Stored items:

//! Core domain types for species identification.
//!
//! These types represent the canonical identification output. Provider-specific
//! response envelopes live in the `identify` module and are converted into
//! these shapes by the normalizer.

use chrono::{DateTime, Utc};
use serde::{Deserialize, Serialize};

/// Taxonomic category of an identified species.
///
/// `Unknown` is the lenient fallback for category strings the model invents —
/// normalization never fails on an unrecognized category.
#[derive(Debug, Clone, Copy, PartialEq, Eq, Serialize, Deserialize, Default)]
#[serde(rename_all = "lowercase")]
pub enum Category {
    Plant,
    Mammal,
    Bird,
    Reptile,
    Amphibian,
    Insect,
    Fungi,
    #[default]
    Unknown,
}

impl Category {
    /// Parse a category label leniently.
    ///
    /// Accepts any casing and common plural forms; anything unrecognized maps
    /// to `Unknown` rather than failing.
    pub fn from_label(label: &str) -> Self {
        match label.trim().to_ascii_lowercase().as_str() {
            "plant" | "plants" | "flora" => Self::Plant,
            "mammal" | "mammals" => Self::Mammal,
            "bird" | "birds" => Self::Bird,
            "reptile" | "reptiles" => Self::Reptile,
            "amphibian" | "amphibians" => Self::Amphibian,
            "insect" | "insects" | "bug" => Self::Insect,
            "fungi" | "fungus" | "mushroom" => Self::Fungi,
            _ => Self::Unknown,
        }
    }

    /// Canonical lowercase label, as used in prompts and serialized output.
    pub fn as_str(&self) -> &'static str {
        match self {
            Self::Plant => "plant",
            Self::Mammal => "mammal",
            Self::Bird => "bird",
            Self::Reptile => "reptile",
            Self::Amphibian => "amphibian",
            Self::Insect => "insect",
            Self::Fungi => "fungi",
            Self::Unknown => "unknown",
        }
    }
}

impl std::fmt::Display for Category {
    fn fmt(&self, f: &mut std::fmt::Formatter<'_>) -> std::fmt::Result {
        f.write_str(self.as_str())
    }
}

/// Safety-relevant edibility judgment attached to a species match.
#[derive(Debug, Clone, Copy, PartialEq, Eq, Serialize, Deserialize, Default)]
#[serde(rename_all = "kebab-case")]
pub enum Edibility {
    Edible,
    ConditionallyEdible,
    Inedible,
    Poisonous,
    #[default]
    NotApplicable,
}

impl Edibility {
    /// Parse an edibility label leniently.
    ///
    /// Providers spell these inconsistently ("NOT_APPLICABLE",
    /// "conditionally edible", "conditionally-edible"); unrecognized values
    /// map to `NotApplicable`.
    pub fn from_label(label: &str) -> Self {
        let normalized = label
            .trim()
            .to_ascii_lowercase()
            .replace(['_', ' '], "-");
        match normalized.as_str() {
            "edible" => Self::Edible,
            "conditionally-edible" | "conditional" => Self::ConditionallyEdible,
            "inedible" | "not-edible" => Self::Inedible,
            "poisonous" | "toxic" | "venomous" => Self::Poisonous,
            _ => Self::NotApplicable,
        }
    }
}

/// A single species identification with confidence and safety metadata.
#[derive(Debug, Clone, Serialize, Deserialize)]
pub struct SpeciesMatch {
    /// Common name (e.g., "American Robin")
    pub common_name: String,

    /// Scientific binomial name (e.g., "Turdus migratorius")
    pub scientific_name: String,

    /// Taxonomic family, when the model reports one
    #[serde(skip_serializing_if = "Option::is_none")]
    pub family: Option<String>,

    /// Taxonomic category
    pub category: Category,

    /// Confidence score, clamped to 0.0..=1.0 by the normalizer
    pub confidence: f32,

    /// Short description of the species
    pub description: String,

    /// Typical habitat
    pub habitat: String,

    /// Edibility classification
    pub edibility: Edibility,

    /// Free-text qualifications on the edibility judgment
    #[serde(skip_serializing_if = "Option::is_none")]
    pub edibility_details: Option<String>,

    /// Traditional/herbal usage notes, when applicable
    #[serde(skip_serializing_if = "Option::is_none")]
    pub herbal_benefits: Option<String>,

    /// Safety warning. Always populated when `edibility` is `Poisonous`
    /// (the normalizer substitutes a default if the model omitted it).
    #[serde(skip_serializing_if = "Option::is_none")]
    pub safety_warning: Option<String>,
}

/// A lower-confidence candidate offered alongside the primary match.
#[derive(Debug, Clone, Serialize, Deserialize)]
pub struct AlternativeMatch {
    /// The candidate species
    #[serde(flatten)]
    pub species: SpeciesMatch,

    /// Short rationale for why this candidate was considered
    pub rationale: String,
}

/// The complete, normalized output of one identification call.
///
/// Invariants upheld by the normalizer:
/// - exactly one primary match
/// - at most 3 alternatives
/// - confidences non-increasing from primary through the last alternative
/// - poisonous matches carry a non-empty safety warning
#[derive(Debug, Clone, Serialize, Deserialize)]
pub struct IdentificationResult {
    /// Highest-confidence identification
    pub primary: SpeciesMatch,

    /// Up to 3 alternative candidates, ordered by non-increasing confidence
    pub alternatives: Vec<AlternativeMatch>,

    /// When the identification completed
    pub identified_at: DateTime<Utc>,

    /// Provider that produced the result ("gemini", "openai", "replicate")
    pub provider: String,

    /// Model identifier reported by or configured for the provider
    pub model: String,

    /// Round-trip latency in milliseconds
    pub latency_ms: u64,
}

impl IdentificationResult {
    /// Check the confidence-ordering invariant across primary + alternatives.
    pub fn confidences_non_increasing(&self) -> bool {
        let mut prev = self.primary.confidence;
        for alt in &self.alternatives {
            if alt.species.confidence > prev {
                return false;
            }
            prev = alt.species.confidence;
        }
        true
    }
}
//! OpenAI vision provider using the Chat Completions API.
//!
//! Sends the image via data URL in the user message content array and pins
//! the output to JSON with `response_format`.

use super::classify;
use super::provider::{VisionProvider, VisionRequest, VisionResponse};
use crate::error::IdentifyError;
use async_trait::async_trait;
use serde::{Deserialize, Serialize};
use std::time::{Duration, Instant};

/// OpenAI provider using the Chat Completions API.
pub struct OpenAiProvider {
    api_key: String,
    model: String,
    client: reqwest::Client,
    endpoint: String,
    timeout: Duration,
}

impl OpenAiProvider {
    pub fn new(api_key: &str, model: &str, timeout: Duration) -> Self {
        Self {
            api_key: api_key.to_string(),
            model: model.to_string(),
            client: reqwest::Client::new(),
            endpoint: "https://api.openai.com/v1/chat/completions".to_string(),
            timeout,
        }
    }
}

// --- Request types ---

#[derive(Serialize)]
struct ChatRequest {
    model: String,
    messages: Vec<ChatMessage>,
    max_tokens: u32,
    temperature: f32,
    response_format: ResponseFormat,
    /// End-user tier tag, forwarded for server-side audit logs
    #[serde(skip_serializing_if = "Option::is_none")]
    user: Option<String>,
}

#[derive(Serialize)]
struct ResponseFormat {
    #[serde(rename = "type")]
    format_type: String,
}

#[derive(Serialize)]
struct ChatMessage {
    role: String,
    content: Vec<ChatContent>,
}

#[derive(Serialize)]
#[serde(tag = "type")]
enum ChatContent {
    #[serde(rename = "text")]
    Text { text: String },
    #[serde(rename = "image_url")]
    ImageUrl { image_url: ImageUrl },
}

#[derive(Serialize)]
struct ImageUrl {
    url: String,
}

// --- Response types ---

#[derive(Deserialize)]
struct ChatResponse {
    choices: Vec<Choice>,
    model: String,
}

#[derive(Deserialize)]
struct Choice {
    message: ChoiceMessage,
}

#[derive(Deserialize)]
struct ChoiceMessage {
    content: Option<String>,
}

#[async_trait]
impl VisionProvider for OpenAiProvider {
    fn name(&self) -> &str {
        "openai"
    }

    async fn is_available(&self) -> bool {
        !self.api_key.is_empty()
    }

    async fn generate(&self, request: &VisionRequest) -> Result<VisionResponse, IdentifyError> {
        let start = Instant::now();
        let timeout_ms = self.timeout.as_millis() as u64;

        let body = ChatRequest {
            model: self.model.clone(),
            max_tokens: request.max_tokens,
            temperature: request.temperature,
            response_format: ResponseFormat {
                format_type: "json_object".to_string(),
            },
            user: Some(if request.trial_bypassed {
                "tier:premium".to_string()
            } else {
                "tier:trial".to_string()
            }),
            messages: vec![ChatMessage {
                role: "user".to_string(),
                content: vec![
                    ChatContent::ImageUrl {
                        image_url: ImageUrl {
                            url: request.image.data_url(),
                        },
                    },
                    ChatContent::Text {
                        text: request.prompt.clone(),
                    },
                ],
            }],
        };

        let resp = self
            .client
            .post(&self.endpoint)
            .header("Authorization", format!("Bearer {}", self.api_key))
            .header("Content-Type", "application/json")
            .json(&body)
            .timeout(self.timeout)
            .send()
            .await
            .map_err(|e| classify::classify_transport(&e, timeout_ms))?;

        let status = resp.status();
        if !status.is_success() {
            let text = resp.text().await.unwrap_or_default();
            return Err(classify::classify_http(status.as_u16(), &text, timeout_ms));
        }

        let chat_resp: ChatResponse =
            resp.json().await.map_err(|e| IdentifyError::ParseFailure {
                message: format!("Failed to decode OpenAI response envelope: {e}"),
            })?;

        let text = chat_resp
            .choices
            .first()
            .and_then(|c| c.message.content.clone())
            .ok_or_else(|| IdentifyError::ParseFailure {
                message: "OpenAI returned empty choices array".to_string(),
            })?;

        Ok(VisionResponse {
            text: text.trim().to_string(),
            model: chat_resp.model,
            latency_ms: start.elapsed().as_millis() as u64,
        })
    }

    fn timeout(&self) -> Duration {
        self.timeout
    }
}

● **TASK PROMPT**: Could you return every line from the entries above in which the string "header" occurs?

● **RESULT OF THIS TASK**:
            .header("Authorization", format!("Bearer {}", self.api_key))
            .header("Content-Type", "application/json")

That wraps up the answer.